4. Sapienza del cuore è uscire da sé verso il fratello. Il nostro mondo dimentica a volte il valore speciale del tempo speso accanto al letto del malato, perché si è assillati dalla fretta, dalla frenesia del fare, del produrre, e si dimentica la dimensione della gratuità , del prendersi cura, del farsi carico dell’altro. In fondo, dietro questo atteggiamento c’è spesso una fede tiepida, che ha dimenticato quella parola del Signore che dice: «L’avete fatto a me» (Mt 25,40). Per questo, vorrei ricordare ancora una volta «l’assoluta priorità dell’“uscita da sé verso il fratello” come uno dei due comandamenti principali che fondano ogni norma morale e come il segno più chiaro per fare discernimento sul cammino di crescita spirituale in risposta alla donazione assolutamente gratuita di Dio» (Esort. ap. Evangelii gaudium, 179). Dalla stessa natura missionaria della Chiesa sgorgano «la carità effettiva per il prossimo, la compassione che comprende, assiste e promuove» (ibid.).
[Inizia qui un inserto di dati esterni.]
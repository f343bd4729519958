use clap::{Parser, Subcommand};
use foot_thermal::analyze::{self, AnalyzeConfig};
use foot_thermal::compare::compare_feet;
use foot_thermal::roi::{CalibrationStore, DirBlobStore, RoiRect, RoiSet};
use foot_thermal::FootSide;
use serde::Serialize;
use std::error::Error;
use std::fs;
use std::path::{Path, PathBuf};

#[derive(Parser)]
#[command(name = "foot-thermal")]
#[command(version, about = "Thermal foot segmentation and ROI analysis", long_about = None)]
struct Cli {
    /// Pipeline config (JSON); defaults are used when absent
    #[arg(short, long, global = true, value_name = "FILE")]
    config: Option<PathBuf>,

    /// Increase log verbosity (-v debug, -vv trace)
    #[arg(short, long, global = true, action = clap::ArgAction::Count)]
    verbose: u8,

    /// Emit JSON-formatted tracing events
    #[cfg(feature = "tracing")]
    #[arg(long, global = true)]
    json_logs: bool,

    #[command(subcommand)]
    command: Commands,
}

#[derive(Subcommand)]
enum Commands {
    /// Segment a frame and report mask, bounding box and centroid
    Segment {
        /// Frame file (JSON)
        #[arg(value_name = "FRAME")]
        frame: PathBuf,

        /// Write the report here instead of stdout
        #[arg(short, long, value_name = "FILE")]
        out: Option<PathBuf>,
    },

    /// Record the three anatomical regions on a frame
    Calibrate {
        #[arg(value_name = "FRAME")]
        frame: PathBuf,

        /// Foot side; falls back to the frame's `foot` field
        #[arg(long)]
        side: Option<FootSide>,

        /// Hallux rectangle in grid cells
        #[arg(long, value_name = "R0,R1,C0,C1")]
        hallux: RoiRect,

        /// First metatarsal head rectangle in grid cells
        #[arg(long, value_name = "R0,R1,C0,C1")]
        first_metatarsal: RoiRect,

        /// Heel rectangle in grid cells
        #[arg(long, value_name = "R0,R1,C0,C1")]
        heel: RoiRect,

        /// Calibration store directory
        #[arg(long, value_name = "DIR")]
        store: PathBuf,
    },

    /// Apply the stored calibration and report per-region statistics
    Analyze {
        #[arg(value_name = "FRAME")]
        frame: PathBuf,

        #[arg(long)]
        side: Option<FootSide>,

        #[arg(long, value_name = "DIR")]
        store: PathBuf,

        #[arg(short, long, value_name = "FILE")]
        out: Option<PathBuf>,
    },

    /// Compare region averages of a left and a right frame
    Compare {
        #[arg(value_name = "LEFT")]
        left: PathBuf,

        #[arg(value_name = "RIGHT")]
        right: PathBuf,

        #[arg(long, value_name = "DIR")]
        store: PathBuf,

        /// Flag regions whose average differs by more than this, °C
        #[arg(long, value_name = "CELSIUS")]
        threshold: Option<f32>,

        #[arg(short, long, value_name = "FILE")]
        out: Option<PathBuf>,
    },

    /// Generate frames from a grayscale foot image
    #[cfg(feature = "image")]
    Simulate {
        /// Grayscale foot picture; a missing file gives a uniform frame
        #[arg(value_name = "IMAGE")]
        image: PathBuf,

        /// Separate picture used while simulating the right foot
        #[arg(long, value_name = "IMAGE")]
        right_image: Option<PathBuf>,

        #[arg(long, default_value = "left")]
        side: FootSide,

        /// low_difference or high_difference
        #[arg(long, default_value = "low_difference")]
        mode: foot_thermal::SimulationMode,

        #[arg(short = 'n', long, default_value_t = 1)]
        frames: usize,

        #[arg(long, default_value_t = 0)]
        seed: u64,

        /// Output directory for `frame_NNNN.json`
        #[arg(long, value_name = "DIR")]
        out_dir: PathBuf,
    },
}

fn main() -> Result<(), Box<dyn Error>> {
    let cli = Cli::parse();
    init_logging(&cli);

    let config = match &cli.config {
        Some(path) => AnalyzeConfig::load_json(path)?,
        None => AnalyzeConfig::default(),
    };

    match cli.command {
        Commands::Segment { frame, out } => {
            let (grid, _) = analyze::load_frame(&frame)?;
            let seg = analyze::segment_grid(&grid, &config.segment);
            emit(&seg, out.as_deref())?;
        }
        Commands::Calibrate {
            frame,
            side,
            hallux,
            first_metatarsal,
            heel,
            store,
        } => {
            let (grid, recorded) = analyze::load_frame(&frame)?;
            let side = resolve_side(side, recorded)?;
            let selections = RoiSet {
                hallux,
                first_metatarsal,
                heel,
            };
            let store = CalibrationStore::new(DirBlobStore::new(store));
            let calibration = analyze::calibrate_and_store(
                &grid,
                side,
                &selections,
                &config.segment,
                &store,
            )?;
            emit(&calibration, None)?;
        }
        Commands::Analyze {
            frame,
            side,
            store,
            out,
        } => {
            let (grid, recorded) = analyze::load_frame(&frame)?;
            let side = resolve_side(side, recorded)?;
            let store = CalibrationStore::new(DirBlobStore::new(store));
            let report = analyze::analyze_with_store(&grid, side, &store, &config.segment);
            emit(&report, out.as_deref())?;
        }
        Commands::Compare {
            left,
            right,
            store,
            threshold,
            out,
        } => {
            let store = CalibrationStore::new(DirBlobStore::new(store));
            let (left, _) = analyze::load_frame(&left)?;
            let (right, _) = analyze::load_frame(&right)?;
            let left = analyze::analyze_with_store(&left, FootSide::Left, &store, &config.segment);
            let right =
                analyze::analyze_with_store(&right, FootSide::Right, &store, &config.segment);
            let report = compare_feet(
                &left,
                &right,
                threshold.unwrap_or(config.asymmetry_threshold),
            );
            if !report.flagged.is_empty() {
                log::warn!("asymmetry above threshold in {:?}", report.flagged);
            }
            emit(&report, out.as_deref())?;
        }
        #[cfg(feature = "image")]
        Commands::Simulate {
            image,
            right_image,
            side,
            mode,
            frames,
            seed,
            out_dir,
        } => {
            use foot_thermal::simulate::{SensorConfig, SimulatedSensor};

            let sensor_config = SensorConfig {
                seed,
                ..SensorConfig::default()
            };
            let mut sensor = match right_image {
                Some(right) => SimulatedSensor::from_side_images(&image, &right, sensor_config)?,
                None => SimulatedSensor::from_image_path(&image, sensor_config)?,
            };
            sensor.set_side(side);
            sensor.set_mode(mode);
            fs::create_dir_all(&out_dir)?;
            for i in 0..frames {
                let path = out_dir.join(format!("frame_{i:04}.json"));
                sensor.next_frame().write_json(&path)?;
            }
            log::info!("wrote {frames} frames to {}", out_dir.display());
        }
    }

    Ok(())
}

/// Filter used when `RUST_LOG` is unset.
fn default_filter(verbose: u8) -> &'static str {
    match verbose {
        0 => "warn",
        1 => "debug",
        _ => "trace",
    }
}

fn init_logging(cli: &Cli) {
    let level = default_filter(cli.verbose);

    #[cfg(feature = "tracing")]
    {
        use tracing_subscriber::{fmt::format::FmtSpan, EnvFilter};

        let filter = EnvFilter::try_from_default_env().unwrap_or_else(|_| EnvFilter::new(level));
        let builder = tracing_subscriber::fmt()
            .with_env_filter(filter)
            .with_span_events(FmtSpan::CLOSE)
            .with_writer(std::io::stderr);
        let _ = if cli.json_logs {
            builder.json().flatten_event(true).try_init()
        } else {
            builder.try_init()
        };
    }
    #[cfg(not(feature = "tracing"))]
    {
        let _ = env_logger::Builder::from_env(env_logger::Env::default().default_filter_or(level))
            .format_timestamp_millis()
            .try_init();
    }
}

fn resolve_side(side: Option<FootSide>, recorded: Option<FootSide>) -> Result<FootSide, Box<dyn Error>> {
    side.or(recorded)
        .ok_or_else(|| "foot side unknown: pass --side or set `foot` in the frame".into())
}

fn emit<T: Serialize>(value: &T, out: Option<&Path>) -> Result<(), Box<dyn Error>> {
    let json = serde_json::to_string_pretty(value)?;
    match out {
        Some(path) => fs::write(path, json)?,
        None => println!("{json}"),
    }
    Ok(())
}

#[cfg(test)]
mod tests {
    use super::*;

    #[test]
    fn verbosity_maps_to_default_filter() {
        assert_eq!(default_filter(0), "warn");
        assert_eq!(default_filter(1), "debug");
        assert_eq!(default_filter(4), "trace");
    }

    #[test]
    fn explicit_side_wins_over_recorded() {
        let side = resolve_side(Some(FootSide::Right), Some(FootSide::Left)).unwrap();
        assert_eq!(side, FootSide::Right);
        assert!(resolve_side(None, None).is_err());
    }
}
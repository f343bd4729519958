use crate::codec::AppliedRoiSet;
use crate::region::RoiSet;
use foot_thermal_core::{FootMask, TemperatureGrid};
use serde::{Deserialize, Serialize};

/// Temperature summary of one region, in °C.
#[derive(Clone, Copy, Debug, PartialEq, Serialize, Deserialize)]
pub struct RoiStatistics {
    pub min: f32,
    pub max: f32,
    pub avg: f32,
    pub count: usize,
}

/// Reduce the temperatures of cells inside both `roi_mask` and `foot_mask`.
///
/// Returns `None` when no cell qualifies.
pub fn roi_stats(temperatures: &[f32], roi_mask: &[bool], foot_mask: &[bool]) -> Option<RoiStatistics> {
    let mut min = f32::INFINITY;
    let mut max = f32::NEG_INFINITY;
    let mut sum = 0f64;
    let mut count = 0usize;

    for ((&t, &in_roi), &on_foot) in temperatures.iter().zip(roi_mask).zip(foot_mask) {
        if !(in_roi && on_foot) {
            continue;
        }
        min = min.min(t);
        max = max.max(t);
        sum += t as f64;
        count += 1;
    }

    (count > 0).then(|| RoiStatistics {
        min,
        max,
        avg: (sum / count as f64) as f32,
        count,
    })
}

/// Statistics for all three applied regions of one capture.
pub fn region_stats(
    grid: &TemperatureGrid,
    applied: &AppliedRoiSet,
    foot: &FootMask,
) -> RoiSet<Option<RoiStatistics>> {
    applied
        .masks
        .map(|_, roi_mask| roi_stats(grid.data(), roi_mask, &foot.cells))
}

#[cfg(test)]
mod tests {
    use super::*;
    use approx::assert_relative_eq;

    #[test]
    fn empty_intersection_is_none() {
        let temps = [30.0, 31.0, 32.0, 33.0];
        let roi = [true, true, false, false];
        let foot = [false, false, true, true];
        assert_eq!(roi_stats(&temps, &roi, &foot), None);
    }

    #[test]
    fn single_pixel_region() {
        let temps = [30.0, 33.25, 32.0];
        let roi = [false, true, true];
        let foot = [true, true, false];
        assert_eq!(
            roi_stats(&temps, &roi, &foot),
            Some(RoiStatistics {
                min: 33.25,
                max: 33.25,
                avg: 33.25,
                count: 1
            })
        );
    }

    #[test]
    fn background_inside_the_rectangle_is_excluded() {
        let temps = [29.0, 34.0, 35.0, 36.0];
        let roi = [true; 4];
        let foot = [false, true, true, true];
        let stats = roi_stats(&temps, &roi, &foot).unwrap();
        assert_eq!(stats.count, 3);
        assert_relative_eq!(stats.min, 34.0);
        assert_relative_eq!(stats.max, 36.0);
        assert_relative_eq!(stats.avg, 35.0);
    }
}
5. Sapienza del cuore è essere solidali col fratello senza giudicarlo. La carità ha bisogno di tempo. Tempo per curare i malati e tempo per visitarli. Tempo per stare accanto a loro come fecero gli amici di Giobbe: «Poi sedettero accanto a lui in terra, per sette giorni e sette notti. Nessuno gli rivolgeva una parola, perché vedevano che molto grande era il suo dolore» (Gb 2,13). Ma gli amici di Giobbe nascondevano dentro di sé un giudizio negativo su di lui: pensavano che la sua sventura fosse la punizione di Dio per una sua colpa. Invece la vera carità è condivisione che non giudica, che non pretende di convertire l’altro; è libera da quella falsa umiltà che sotto sotto cerca approvazione e si compiace del bene fatto. L’esperienza di Giobbe trova la sua autentica risposta solo nella Croce di Gesù, atto supremo di solidarietà di Dio con noi, totalmente gratuito, totalmente misericordioso. E questa risposta d’amore al dramma del dolore umano, specialmente del dolore innocente, rimane per sempre impressa nel corpo di Cristo risorto, in quelle sue piaghe gloriose, che sono scandalo per la fede ma sono anche verifica della fede (cfr Omelia per la canonizzazione di Giovanni XXIII e Giovanni Paolo II, 27 aprile 2014). Anche quando la malattia, la solitudine e l’inabilità hanno il sopravvento sulla nostra vita di donazione, l’esperienza del dolore può diventare luogo privilegiato della trasmissione della grazia e fonte per acquisire e rafforzare la sapientia cordis. Si comprende perciò come Giobbe, alla fine della sua esperienza, rivolgendosi a Dio possa affermare: «Io ti conoscevo solo per sentito dire, ma ora i miei occhi ti hanno veduto» (42,5). Anche le persone immerse nel mistero della sofferenza e del dolore, accolto nella fede, possono diventare testimoni viventi di una fede che permette di abitare la stessa sofferenza, benché l’uomo con la propria intelligenza non sia capace di comprenderla fino in fondo.
6. Affido questa Giornata Mondiale del Malato alla protezione materna di Maria, che ha accolto nel grembo e generato la Sapienza incarnata, Gesù Cristo, nostro Signore. O Maria, Sede della Sapienza, intercedi quale nostra Madre per tutti i malati e per coloro che se ne prendono cura. Fa’ che, nel servizio al prossimo sofferente e attraverso la stessa esperienza del dolore, possiamo accogliere e far crescere in noi la vera sapienza del cuore. Accompagno questa supplica per tutti voi con la mia Benedizione Apostolica.
Dal Vaticano, 3 dicembre 2014, Memoria di San Francesco Saverio».